* **TASK DIRECTIONS**
For every line below, set down an identical copy.

* **RECORDS SUPPLIED**
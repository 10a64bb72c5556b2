//! The virtual machine: tier selection and dispatch.
//!
//! The machine owns the execution context and a per-function
//! compiled-address cache. Each call decides between the interpreter and
//! previously generated native code; the first native-tier call for a
//! function invokes the external code generator, exactly once per function
//! index for the life of the instance.

use crate::config::{CallingConvention, Config};
use crate::context::ExecutionContext;
use crate::error::RuntimeError;
use crate::module::Module;
use crate::native::{CodeGenerator, NativeCode};
use strata_common::{FunctionSpec, StackElement};

/// Mapping from function index to an optionally generated native entry.
///
/// Dense, sized to the module's function count at load time. Each slot
/// transitions at most once from empty to populated and is immutable
/// afterwards.
#[derive(Debug, Default)]
struct CompiledCodeCache {
    slots: Vec<Option<NativeCode>>,
}

impl CompiledCodeCache {
    fn sized(count: usize) -> Self {
        Self {
            slots: vec![None; count],
        }
    }

    /// Lookup past the current bounds answers "none" rather than faulting.
    fn get(&self, index: usize) -> Option<NativeCode> {
        self.slots.get(index).copied().flatten()
    }

    fn set(&mut self, index: usize, code: NativeCode) {
        debug_assert!(index < self.slots.len());
        debug_assert!(self.get(index).is_none());
        if let Some(slot) = self.slots.get_mut(index) {
            *slot = Some(code);
        }
    }
}

/// A Strata virtual machine instance.
///
/// Holds the loaded module reference (read-only), the execution context,
/// and the compiled-address cache. One instance serves one logical thread
/// of control; concurrent programs need fully independent instances.
pub struct VirtualMachine<'m> {
    config: Config,
    module: Option<&'m Module>,
    context: ExecutionContext,
    cache: CompiledCodeCache,
    generator: Option<Box<dyn CodeGenerator>>,
}

impl std::fmt::Debug for VirtualMachine<'_> {
    fn fmt(&self, f: &mut std::fmt::Formatter<'_>) -> std::fmt::Result {
        f.debug_struct("VirtualMachine")
            .field("config", &self.config)
            .field("module", &self.module)
            .field("context", &self.context)
            .field("cache", &self.cache)
            .field("generator", &self.generator.as_ref().map(|_| "dyn CodeGenerator"))
            .finish()
    }
}

impl<'m> VirtualMachine<'m> {
    /// Create a machine without a native backend.
    ///
    /// Fails with [`RuntimeError::NativeTierInit`] if the configuration
    /// requests the native tier: no code generator can exist on this path.
    pub fn new(config: Config) -> Result<Self, RuntimeError> {
        if config.native_tier_enabled {
            return Err(RuntimeError::NativeTierInit {
                reason: "native tier enabled but no code generator supplied".to_string(),
            });
        }
        Ok(Self {
            context: ExecutionContext::new(&config),
            config,
            module: None,
            cache: CompiledCodeCache::default(),
            generator: None,
        })
    }

    /// Create a machine backed by an external code generator.
    ///
    /// The generator's `initialize` hook runs here; failure is fatal and no
    /// instance is produced. Its `shutdown` hook runs on drop.
    pub fn with_code_generator(
        config: Config,
        mut generator: Box<dyn CodeGenerator>,
    ) -> Result<Self, RuntimeError> {
        if config.native_tier_enabled {
            generator
                .initialize()
                .map_err(|e| RuntimeError::NativeTierInit {
                    reason: e.to_string(),
                })?;
        }
        Ok(Self {
            context: ExecutionContext::new(&config),
            config,
            module: None,
            cache: CompiledCodeCache::default(),
            generator: Some(generator),
        })
    }

    /// Attach a module. The module is owned externally and consumed
    /// read-only; loading sizes the compiled-address cache to its function
    /// count and discards any previously cached entries.
    pub fn load(&mut self, module: &'m Module) {
        self.cache = CompiledCodeCache::sized(module.function_count());
        self.module = Some(module);
    }

    /// The engine configuration.
    pub fn config(&self) -> &Config {
        &self.config
    }

    /// The execution context, for host-side inspection.
    pub fn context(&self) -> &ExecutionContext {
        &self.context
    }

    /// Run a function by name. See [`VirtualMachine::run_function`].
    pub fn run(&mut self, name: &str, args: &[StackElement]) -> Result<StackElement, RuntimeError> {
        let module = self.module.ok_or(RuntimeError::NoModuleLoaded)?;
        let index = module.function_index(name)?;
        self.run_function(index, args)
    }

    /// Run a function by index with the given arguments, returning its
    /// single result value.
    ///
    /// An arity mismatch is reported before any stack mutation. After the
    /// top-level call completes — either tier, success or failure — the
    /// context is reset to a clean baseline; stack contents never persist
    /// across independent invocations.
    pub fn run_function(
        &mut self,
        index: usize,
        args: &[StackElement],
    ) -> Result<StackElement, RuntimeError> {
        let module = self.module.ok_or(RuntimeError::NoModuleLoaded)?;
        let function = module.function(index)?;
        if args.len() != function.nargs {
            return Err(RuntimeError::ArityMismatch {
                function: function.name.clone(),
                expected: function.nargs,
                got: args.len(),
            });
        }

        let result = self.dispatch(module, index, function, args);
        self.context.reset();
        result
    }

    fn dispatch(
        &mut self,
        module: &'m Module,
        index: usize,
        function: &'m FunctionSpec,
        args: &[StackElement],
    ) -> Result<StackElement, RuntimeError> {
        // Argument 0 goes on first so it lands at frame offset 0, the same
        // offset PUSH_FROM_VAR / POP_INTO_VAR and generated native code
        // address. Bytecode-internal FUNCTION_CALLs produce this layout
        // naturally by evaluating arguments left to right.
        for &arg in args {
            self.context.push(arg)?;
        }

        if self.config.native_tier_enabled && self.cache.get(index).is_none() {
            // The constructor guarantees a generator when the tier is on.
            if let Some(generator) = self.generator.as_mut() {
                let code = generator
                    .generate(module, function, self.config.calling_convention)
                    .map_err(|e| RuntimeError::CodeGeneration {
                        function: function.name.clone(),
                        reason: e.to_string(),
                    })?;
                self.cache.set(index, code);
            }
        }

        if let Some(code) = self.cache.get(index) {
            return self.call_native(module, function, code);
        }

        self.context.interpret(module, function)
    }

    fn call_native(
        &mut self,
        module: &'m Module,
        function: &FunctionSpec,
        code: NativeCode,
    ) -> Result<StackElement, RuntimeError> {
        match self.config.calling_convention {
            CallingConvention::RegisterPassing => match (function.nargs, code) {
                (0, NativeCode::Arity0(entry)) => Ok(entry()),
                (1, NativeCode::Arity1(entry)) => {
                    let p1 = self.context.pop()?;
                    Ok(entry(p1))
                }
                (2, NativeCode::Arity2(entry)) => {
                    let p2 = self.context.pop()?;
                    let p1 = self.context.pop()?;
                    Ok(entry(p1, p2))
                }
                (3, NativeCode::Arity3(entry)) => {
                    let p3 = self.context.pop()?;
                    let p2 = self.context.pop()?;
                    let p1 = self.context.pop()?;
                    Ok(entry(p1, p2, p3))
                }
                // More than 3 arguments, or generated code whose shape does
                // not match the function: fail, never truncate.
                (nargs, _) => Err(RuntimeError::UnsupportedCallingConvention { nargs }),
            },
            CallingConvention::StackPassing => match code {
                NativeCode::Stack(entry) => entry(&mut self.context, module, function.address),
                _ => Err(RuntimeError::UnsupportedCallingConvention {
                    nargs: function.nargs,
                }),
            },
        }
    }
}

impl Drop for VirtualMachine<'_> {
    fn drop(&mut self) {
        if let Some(generator) = self.generator.as_mut() {
            generator.shutdown();
        }
    }
}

* **SOLUTION TO THIS EXERCISE**
repository 10a64bb72c5556b2
//! The virtual machine: tier selection and dispatch.
//!
//! The machine owns the execution context and a per-function
//! compiled-address cache. Each call decides between the interpreter and
//! previously generated native code; the first native-tier call for a
//! function invokes the external code generator, exactly once per function
//! index for the life of the instance.

use crate::config::{CallingConvention, Config};
use crate::context::ExecutionContext;
use crate::error::RuntimeError;
use crate::module::Module;
use crate::native::{CodeGenerator, NativeCode};
use strata_common::{FunctionSpec, StackElement};

/// Mapping from function index to an optionally generated native entry.
///
/// Dense, sized to the module's function count at load time. Each slot
/// transitions at most once from empty to populated and is immutable
/// afterwards.
#[derive(Debug, Default)]
struct CompiledCodeCache {
    slots: Vec<Option<NativeCode>>,
}

impl CompiledCodeCache {
    fn sized(count: usize) -> Self {
        Self {
            slots: vec![None; count],
        }
    }

    /// Lookup past the current bounds answers "none" rather than faulting.
    fn get(&self, index: usize) -> Option<NativeCode> {
        self.slots.get(index).copied().flatten()
    }

    fn set(&mut self, index: usize, code: NativeCode) {
        debug_assert!(index < self.slots.len());
        debug_assert!(self.get(index).is_none());
        if let Some(slot) = self.slots.get_mut(index) {
            *slot = Some(code);
        }
    }
}

/// A Strata virtual machine instance.
///
/// Holds the loaded module reference (read-only), the execution context,
/// and the compiled-address cache. One instance serves one logical thread
/// of control; concurrent programs need fully independent instances.
pub struct VirtualMachine<'m> {
    config: Config,
    module: Option<&'m Module>,
    context: ExecutionContext,
    cache: CompiledCodeCache,
    generator: Option<Box<dyn CodeGenerator>>,
}

impl std::fmt::Debug for VirtualMachine<'_> {
    fn fmt(&self, f: &mut std::fmt::Formatter<'_>) -> std::fmt::Result {
        f.debug_struct("VirtualMachine")
            .field("config", &self.config)
            .field("module", &self.module)
            .field("context", &self.context)
            .field("cache", &self.cache)
            .field("generator", &self.generator.as_ref().map(|_| "dyn CodeGenerator"))
            .finish()
    }
}

impl<'m> VirtualMachine<'m> {
    /// Create a machine without a native backend.
    ///
    /// Fails with [`RuntimeError::NativeTierInit`] if the configuration
    /// requests the native tier: no code generator can exist on this path.
    pub fn new(config: Config) -> Result<Self, RuntimeError> {
        if config.native_tier_enabled {
            return Err(RuntimeError::NativeTierInit {
                reason: "native tier enabled but no code generator supplied".to_string(),
            });
        }
        Ok(Self {
            context: ExecutionContext::new(&config),
            config,
            module: None,
            cache: CompiledCodeCache::default(),
            generator: None,
        })
    }

    /// Create a machine backed by an external code generator.
    ///
    /// The generator's `initialize` hook runs here; failure is fatal and no
    /// instance is produced. Its `shutdown` hook runs on drop.
    pub fn with_code_generator(
        config: Config,
        mut generator: Box<dyn CodeGenerator>,
    ) -> Result<Self, RuntimeError> {
        if config.native_tier_enabled {
            generator
                .initialize()
                .map_err(|e| RuntimeError::NativeTierInit {
                    reason: e.to_string(),
                })?;
        }
        Ok(Self {
            context: ExecutionContext::new(&config),
            config,
            module: None,
            cache: CompiledCodeCache::default(),
            generator: Some(generator),
        })
    }

    /// Attach a module. The module is owned externally and consumed
    /// read-only; loading sizes the compiled-address cache to its function
    /// count and discards any previously cached entries.
    pub fn load(&mut self, module: &'m Module) {
        self.cache = CompiledCodeCache::sized(module.function_count());
        self.module = Some(module);
    }

    /// The engine configuration.
    pub fn config(&self) -> &Config {
        &self.config
    }

    /// The execution context, for host-side inspection.
    pub fn context(&self) -> &ExecutionContext {
        &self.context
    }

    /// Run a function by name. See [`VirtualMachine::run_function`].
    pub fn run(&mut self, name: &str, args: &[StackElement]) -> Result<StackElement, RuntimeError> {
        let module = self.module.ok_or(RuntimeError::NoModuleLoaded)?;
        let index = module.function_index(name)?;
        self.run_function(index, args)
    }

    /// Run a function by index with the given arguments, returning its
    /// single result value.
    ///
    /// An arity mismatch is reported before any stack mutation. After the
    /// top-level call completes — either tier, success or failure — the
    /// context is reset to a clean baseline; stack contents never persist
    /// across independent invocations.
    pub fn run_function(
        &mut self,
        index: usize,
        args: &[StackElement],
    ) -> Result<StackElement, RuntimeError> {
        let module = self.module.ok_or(RuntimeError::NoModuleLoaded)?;
        let function = module.function(index)?;
        if args.len() != function.nargs {
            return Err(RuntimeError::ArityMismatch {
                function: function.name.clone(),
                expected: function.nargs,
                got: args.len(),
            });
        }

        let result = self.dispatch(module, index, function, args);
        self.context.reset();
        result
    }

    fn dispatch(
        &mut self,
        module: &'m Module,
        index: usize,
        function: &'m FunctionSpec,
        args: &[StackElement],
    ) -> Result<StackElement, RuntimeError> {
        // Argument 0 goes on first so it lands at frame offset 0, the same
        // offset PUSH_FROM_VAR / POP_INTO_VAR and generated native code
        // address. Bytecode-internal FUNCTION_CALLs produce this layout
        // naturally by evaluating arguments left to right.
        for &arg in args {
            self.context.push(arg)?;
        }

        if self.config.native_tier_enabled && self.cache.get(index).is_none() {
            // The constructor guarantees a generator when the tier is on.
            if let Some(generator) = self.generator.as_mut() {
                let code = generator
                    .generate(module, function, self.config.calling_convention)
                    .map_err(|e| RuntimeError::CodeGeneration {
                        function: function.name.clone(),
                        reason: e.to_string(),
                    })?;
                self.cache.set(index, code);
            }
        }

        if let Some(code) = self.cache.get(index) {
            return self.call_native(module, function, code);
        }

        self.context.interpret(module, function)
    }

    fn call_native(
        &mut self,
        module: &'m Module,
        function: &FunctionSpec,
        code: NativeCode,
    ) -> Result<StackElement, RuntimeError> {
        match self.config.calling_convention {
            CallingConvention::RegisterPassing => match (function.nargs, code) {
                (0, NativeCode::Arity0(entry)) => Ok(entry()),
                (1, NativeCode::Arity1(entry)) => {
                    let p1 = self.context.pop()?;
                    Ok(entry(p1))
                }
                (2, NativeCode::Arity2(entry)) => {
                    let p2 = self.context.pop()?;
                    let p1 = self.context.pop()?;
                    Ok(entry(p1, p2))
                }
                (3, NativeCode::Arity3(entry)) => {
                    let p3 = self.context.pop()?;
                    let p2 = self.context.pop()?;
                    let p1 = self.context.pop()?;
                    Ok(entry(p1, p2, p3))
                }
                // More than 3 arguments, or generated code whose shape does
                // not match the function: fail, never truncate.
                (nargs, _) => Err(RuntimeError::UnsupportedCallingConvention { nargs }),
            },
            CallingConvention::StackPassing => match code {
                NativeCode::Stack(entry) => entry(&mut self.context, module, function.address),
                _ => Err(RuntimeError::UnsupportedCallingConvention {
                    nargs: function.nargs,
                }),
            },
        }
    }
}

impl Drop for VirtualMachine<'_> {
    fn drop(&mut self) {
        if let Some(generator) = self.generator.as_mut() {
            generator.shutdown();
        }
    }
}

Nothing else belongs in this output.